TASK PROMPT =
The response should be exactly the number of lines in the material below that contain the word "PartialEq".

RECORDS FOR THE EXERCISE =
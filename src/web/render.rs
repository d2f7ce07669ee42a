//! View rendering behind a trait so the page technology can be swapped.
//!
//! Handlers build a plain JSON view model and name the view; the renderer
//! decides what bytes go on the wire.

use crate::errors::{Error, Result};
use axum::{
    http::header,
    response::{IntoResponse, Response},
};
use serde_json::{Map, Value, json};

/// A rendered page ready to be sent.
#[derive(Debug, Clone, PartialEq, Eq)]
pub struct Rendered {
    /// Value of the `Content-Type` header
    pub content_type: &'static str,
    /// Response body
    pub body: Vec<u8>,
}

impl IntoResponse for Rendered {
    fn into_response(self) -> Response {
        ([(header::CONTENT_TYPE, self.content_type)], self.body).into_response()
    }
}

/// Turns a named view and its model into a response body.
pub trait ViewRenderer: Send + Sync {
    /// Renders the named view with its model.
    ///
    /// # Errors
    /// Returns `Render` if the view cannot be produced.
    fn render(&self, view: &str, model: &Map<String, Value>) -> Result<Rendered>;
}

/// Renders every view as `{"view": ..., "model": {...}}`.
#[derive(Debug, Default, Clone, Copy)]
pub struct JsonRenderer;

impl ViewRenderer for JsonRenderer {
    fn render(&self, view: &str, model: &Map<String, Value>) -> Result<Rendered> {
        let body = serde_json::to_vec(&json!({ "view": view, "model": model })).map_err(|e| {
            Error::Render {
                message: format!("view '{view}': {e}"),
            }
        })?;
        Ok(Rendered {
            content_type: "application/json",
            body,
        })
    }
}

/// Converts a `json!` object into a view model.
///
/// # Errors
/// Returns `Render` if `model` is not a JSON object.
pub fn view_model(model: Value) -> Result<Map<String, Value>> {
    match model {
        Value::Object(map) => Ok(map),
        other => Err(Error::Render {
            message: format!("view model must be an object, got {other}"),
        }),
    }
}
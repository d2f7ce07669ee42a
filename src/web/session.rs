//! Cookie sessions for signed-in users.
//!
//! The cookie carries only an opaque random token; the session data lives in
//! a [`SessionStore`]. Handlers ask for a [`CurrentUser`] to require a login.

use crate::errors::Error;
use crate::web::AppState;
use axum::{async_trait, extract::FromRequestParts, http::request::Parts};
use axum_extra::extract::cookie::{Cookie, CookieJar, SameSite};
use serde::{Deserialize, Serialize};
use std::collections::HashMap;
use std::sync::RwLock;
use uuid::Uuid;

/// Name of the session cookie
pub const SESSION_COOKIE_NAME: &str = "autopark_session";

/// What a session remembers about the signed-in user.
#[derive(Debug, Clone, PartialEq, Eq, Serialize, Deserialize)]
pub struct SessionData {
    /// Id of the `users` row
    pub user_id: i64,
    /// Login name, shown in page headers
    pub username: String,
    /// Role name; pages use it to gate their controls
    pub role: String,
}

/// Server-side session storage keyed by opaque token.
pub trait SessionStore: Send + Sync {
    /// Stores `data` under a fresh token and returns the token.
    fn create(&self, data: SessionData) -> String;

    /// Looks up a live session.
    fn get(&self, token: &str) -> Option<SessionData>;

    /// Forgets a session. Unknown tokens are ignored.
    fn remove(&self, token: &str);
}

struct StoredSession {
    data: SessionData,
    created_at: i64,
}

/// Process-local session store with a fixed time to live.
///
/// Expired sessions are dropped when looked up and swept on every `create`.
pub struct InMemorySessionStore {
    sessions: RwLock<HashMap<String, StoredSession>>,
    ttl_secs: i64,
}

impl InMemorySessionStore {
    /// Store whose sessions live for `ttl_secs` seconds.
    #[must_use]
    pub fn new(ttl_secs: i64) -> Self {
        Self {
            sessions: RwLock::new(HashMap::new()),
            ttl_secs,
        }
    }

    fn is_expired(&self, session: &StoredSession, now: i64) -> bool {
        now - session.created_at >= self.ttl_secs
    }

    /// Drops every expired session.
    pub fn cleanup_expired_sessions(&self) {
        let now = chrono::Utc::now().timestamp();
        if let Ok(mut sessions) = self.sessions.write() {
            sessions.retain(|_, session| !self.is_expired(session, now));
        }
    }
}

impl SessionStore for InMemorySessionStore {
    fn create(&self, data: SessionData) -> String {
        let token = Uuid::new_v4().to_string();
        let stored = StoredSession {
            data,
            created_at: chrono::Utc::now().timestamp(),
        };

        self.cleanup_expired_sessions();
        if let Ok(mut sessions) = self.sessions.write() {
            sessions.insert(token.clone(), stored);
        }
        token
    }

    fn get(&self, token: &str) -> Option<SessionData> {
        let now = chrono::Utc::now().timestamp();
        {
            let sessions = self.sessions.read().ok()?;
            let session = sessions.get(token)?;
            if !self.is_expired(session, now) {
                return Some(session.data.clone());
            }
        }

        self.remove(token);
        None
    }

    fn remove(&self, token: &str) {
        if let Ok(mut sessions) = self.sessions.write() {
            sessions.remove(token);
        }
    }
}

/// Builds the session cookie: HttpOnly, SameSite=Lax, scoped to the whole site.
#[must_use]
pub fn session_cookie(token: String, ttl_secs: i64, secure: bool) -> Cookie<'static> {
    Cookie::build((SESSION_COOKIE_NAME, token))
        .http_only(true)
        .secure(secure)
        .same_site(SameSite::Lax)
        .max_age(time::Duration::seconds(ttl_secs))
        .path("/")
        .build()
}

/// An already-expired cookie that clears the session in the browser.
#[must_use]
pub fn logout_cookie(secure: bool) -> Cookie<'static> {
    Cookie::build((SESSION_COOKIE_NAME, ""))
        .http_only(true)
        .secure(secure)
        .same_site(SameSite::Lax)
        .max_age(time::Duration::seconds(0))
        .path("/")
        .build()
}

/// Resolves the session referenced by the request cookies.
///
/// # Errors
/// Returns `Unauthenticated` if there is no cookie or the session is unknown or expired.
pub fn session_from_jar(jar: &CookieJar, store: &dyn SessionStore) -> Result<SessionData, Error> {
    let cookie = jar.get(SESSION_COOKIE_NAME).ok_or(Error::Unauthenticated)?;
    store.get(cookie.value()).ok_or(Error::Unauthenticated)
}

/// Extractor for handlers that require a signed-in user.
#[derive(Debug, Clone)]
pub struct CurrentUser(pub SessionData);

#[async_trait]
impl FromRequestParts<AppState> for CurrentUser {
    type Rejection = Error;

    async fn from_request_parts(parts: &mut Parts, state: &AppState) -> Result<Self, Self::Rejection> {
        let jar = CookieJar::from_headers(&parts.headers);
        session_from_jar(&jar, state.sessions.as_ref()).map(CurrentUser)
    }
}

#[cfg(test)]
mod tests {
    #![allow(clippy::unwrap_used)]
    use super::*;
    use axum::http::{HeaderMap, HeaderValue, header};

    fn alice() -> SessionData {
        SessionData {
            user_id: 1,
            username: "alice".to_string(),
            role: "user".to_string(),
        }
    }

    #[test]
    fn test_session_round_trip() {
        let store = InMemorySessionStore::new(3600);
        let token = store.create(alice());

        assert_eq!(store.get(&token), Some(alice()));
        assert_eq!(store.get("not-a-token"), None);

        store.remove(&token);
        assert_eq!(store.get(&token), None);
        // Removing twice is harmless
        store.remove(&token);
    }

    #[test]
    fn test_tokens_are_unique() {
        let store = InMemorySessionStore::new(3600);
        assert_ne!(store.create(alice()), store.create(alice()));
    }

    #[test]
    fn test_expired_session_is_dropped() {
        let store = InMemorySessionStore::new(0);
        let token = store.create(alice());
        assert_eq!(store.get(&token), None);
        assert!(store.sessions.read().unwrap().is_empty());
    }

    #[test]
    fn test_create_sweeps_abandoned_sessions() {
        let store = InMemorySessionStore::new(0);
        for _ in 0..1000 {
            store.create(alice());
        }
        // Only the newest session can still be in the map
        assert!(store.sessions.read().unwrap().len() <= 1);

        store.cleanup_expired_sessions();
        assert!(store.sessions.read().unwrap().is_empty());
    }

    #[test]
    fn test_cleanup_keeps_live_sessions() {
        let store = InMemorySessionStore::new(3600);
        let tokens: Vec<String> = (0..3).map(|_| store.create(alice())).collect();

        store.cleanup_expired_sessions();
        assert_eq!(store.sessions.read().unwrap().len(), 3);
        for token in &tokens {
            assert_eq!(store.get(token), Some(alice()));
        }
    }

    #[test]
    fn test_session_cookie_attributes() {
        let cookie = session_cookie("abc".to_string(), 60, true);
        assert_eq!(cookie.name(), SESSION_COOKIE_NAME);
        assert_eq!(cookie.value(), "abc");
        assert_eq!(cookie.http_only(), Some(true));
        assert_eq!(cookie.secure(), Some(true));
        assert_eq!(cookie.same_site(), Some(SameSite::Lax));
        assert_eq!(cookie.path(), Some("/"));

        let cleared = logout_cookie(false);
        assert_eq!(cleared.value(), "");
        assert_eq!(cleared.max_age(), Some(time::Duration::ZERO));
    }

    #[test]
    fn test_session_from_jar() {
        let store = InMemorySessionStore::new(3600);
        let token = store.create(alice());

        let mut headers = HeaderMap::new();
        headers.insert(
            header::COOKIE,
            HeaderValue::from_str(&format!("{SESSION_COOKIE_NAME}={token}")).unwrap(),
        );
        let jar = CookieJar::from_headers(&headers);
        assert_eq!(session_from_jar(&jar, &store).unwrap(), alice());

        let empty = CookieJar::from_headers(&HeaderMap::new());
        assert!(matches!(
            session_from_jar(&empty, &store).unwrap_err(),
            Error::Unauthenticated
        ));
    }
}
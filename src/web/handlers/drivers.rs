//! Driver pages.

use crate::{
    core::driver,
    entities::driver as driver_entity,
    errors::Result,
    web::{AppState, render::Rendered, session::CurrentUser},
};
use axum::{
    Form,
    extract::{Path, State},
    response::Redirect,
};
use serde::Deserialize;
use serde_json::{Value, json};

/// Add and edit form.
#[derive(Debug, Deserialize)]
pub struct DriverForm {
    /// Required
    pub first_name: String,
    /// Required
    pub last_name: String,
    /// Optional patronymic
    #[serde(default)]
    pub father_name: String,
}

fn driver_json(driver: &driver_entity::Model) -> Value {
    json!({
        "id": driver.id,
        "first_name": driver.first_name,
        "last_name": driver.last_name,
        "father_name": driver.father_name,
        "full_name": driver.full_name(),
    })
}

/// Driver listing.
pub async fn list(
    State(state): State<AppState>,
    CurrentUser(session): CurrentUser,
) -> Result<Rendered> {
    let drivers: Vec<Value> = driver::list_drivers(&state.db)
        .await?
        .iter()
        .map(driver_json)
        .collect();
    state.render(
        "drivers",
        json!({
            "title": "Drivers",
            "username": session.username,
            "role": session.role,
            "drivers": drivers,
        }),
    )
}

/// Adds a driver.
pub async fn create(
    State(state): State<AppState>,
    _user: CurrentUser,
    Form(form): Form<DriverForm>,
) -> Result<Redirect> {
    driver::add_driver(&state.db, &form.first_name, &form.last_name, &form.father_name).await?;
    Ok(Redirect::to("/drivers"))
}

/// Edit page of one driver.
pub async fn show(
    State(state): State<AppState>,
    CurrentUser(session): CurrentUser,
    Path(id): Path<i64>,
) -> Result<Rendered> {
    let found = driver::get_driver(&state.db, id).await?;
    state.render(
        "driver_edit",
        json!({
            "title": "Edit driver",
            "username": session.username,
            "role": session.role,
            "driver": driver_json(&found),
        }),
    )
}

/// Saves the edit form.
pub async fn update(
    State(state): State<AppState>,
    _user: CurrentUser,
    Path(id): Path<i64>,
    Form(form): Form<DriverForm>,
) -> Result<Redirect> {
    driver::update_driver(&state.db, id, &form.first_name, &form.last_name, &form.father_name)
        .await?;
    Ok(Redirect::to("/drivers"))
}

/// Removes the driver together with their cars and those cars' trips.
pub async fn delete(
    State(state): State<AppState>,
    _user: CurrentUser,
    Path(id): Path<i64>,
) -> Result<Redirect> {
    driver::delete_driver(&state.db, id).await?;
    Ok(Redirect::to("/drivers"))
}

/// Cars assigned to one driver.
pub async fn autos(
    State(state): State<AppState>,
    CurrentUser(session): CurrentUser,
    Path(id): Path<i64>,
) -> Result<Rendered> {
    let found = driver::get_driver(&state.db, id).await?;
    let cars = driver::cars_for_driver(&state.db, id).await?;
    state.render(
        "driver_autos",
        json!({
            "title": format!("Cars of {}", found.full_name()),
            "username": session.username,
            "role": session.role,
            "driver": driver_json(&found),
            "cars": cars,
        }),
    )
}
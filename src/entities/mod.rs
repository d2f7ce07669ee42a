//! Entity module - Contains all SeaORM entity definitions for the database.
//! These entities represent the database tables and their relationships.
//! Each entity has a Model struct for data and an Entity struct for operations.

pub mod car;
pub mod driver;
pub mod journal_entry;
pub mod route;
pub mod user;

// Re-export specific types to avoid conflicts
pub use car::{Column as CarColumn, Entity as Car, Model as CarModel};
pub use driver::{Column as DriverColumn, Entity as Driver, Model as DriverModel};
pub use journal_entry::{
    Column as JournalEntryColumn, Entity as JournalEntry, Model as JournalEntryModel,
};
pub use route::{Column as RouteColumn, Entity as Route, Model as RouteModel};
pub use user::{Column as UserColumn, Entity as User, Model as UserModel};
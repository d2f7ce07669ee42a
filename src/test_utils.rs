//! Shared test utilities for the fleet journal.
//!
//! This module provides common helper functions for setting up test databases
//! and creating test entities with sensible defaults.

use crate::{
    core::{car, driver, journal, route},
    entities,
    errors::Result,
};
use sea_orm::DatabaseConnection;

/// Creates an in-memory `SQLite` database with all tables initialized.
/// This is the standard setup for all integration tests.
pub async fn setup_test_db() -> Result<DatabaseConnection> {
    let db = sea_orm::Database::connect("sqlite::memory:").await?;
    crate::config::database::create_tables(&db).await?;
    Ok(db)
}

/// Installs a test-writer subscriber so `tracing` output shows up in failing tests.
pub fn init_test_tracing() {
    let _ = tracing_subscriber::fmt()
        .with_test_writer()
        .with_env_filter("autopark=debug")
        .try_init();
}

/// Creates a test driver with sensible defaults.
///
/// # Defaults
/// * `last_name`: "Petrov"
/// * `father_name`: "" (optional in the domain)
pub async fn create_test_driver(
    db: &DatabaseConnection,
    first_name: &str,
) -> Result<entities::driver::Model> {
    driver::add_driver(db, first_name, "Petrov", "").await
}

/// Creates a test driver with every name part given.
pub async fn create_custom_driver(
    db: &DatabaseConnection,
    first_name: &str,
    last_name: &str,
    father_name: &str,
) -> Result<entities::driver::Model> {
    driver::add_driver(db, first_name, last_name, father_name).await
}

/// Creates a test car.
///
/// # Defaults
/// * `color`: "white"
/// * `mark`: "Lada"
pub async fn create_test_car(
    db: &DatabaseConnection,
    num: &str,
    driver_id: Option<i64>,
) -> Result<entities::car::Model> {
    car::add_car(db, num, "white", "Lada", driver_id).await
}

/// Creates a test route between two points.
pub async fn create_test_route(
    db: &DatabaseConnection,
    start_point: &str,
    end_point: &str,
) -> Result<entities::route::Model> {
    route::add_route(db, start_point, end_point).await
}

/// Creates an open journal entry departing at 2024-03-01 08:00.
pub async fn create_test_entry(
    db: &DatabaseConnection,
    car_id: i64,
    route_id: i64,
) -> Result<entities::journal_entry::Model> {
    journal::add_journal_entry(db, car_id, route_id, "2024-03-01T08:00").await
}

/// Sets up one unassigned car and one route.
/// Returns (car, route) for journal tests.
pub async fn setup_car_and_route(
    db: &DatabaseConnection,
) -> Result<(entities::car::Model, entities::route::Model)> {
    let car = create_test_car(db, "A123BC", None).await?;
    let route = create_test_route(db, "Depot", "Airport").await?;
    Ok((car, route))
}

THE ANSWER =
2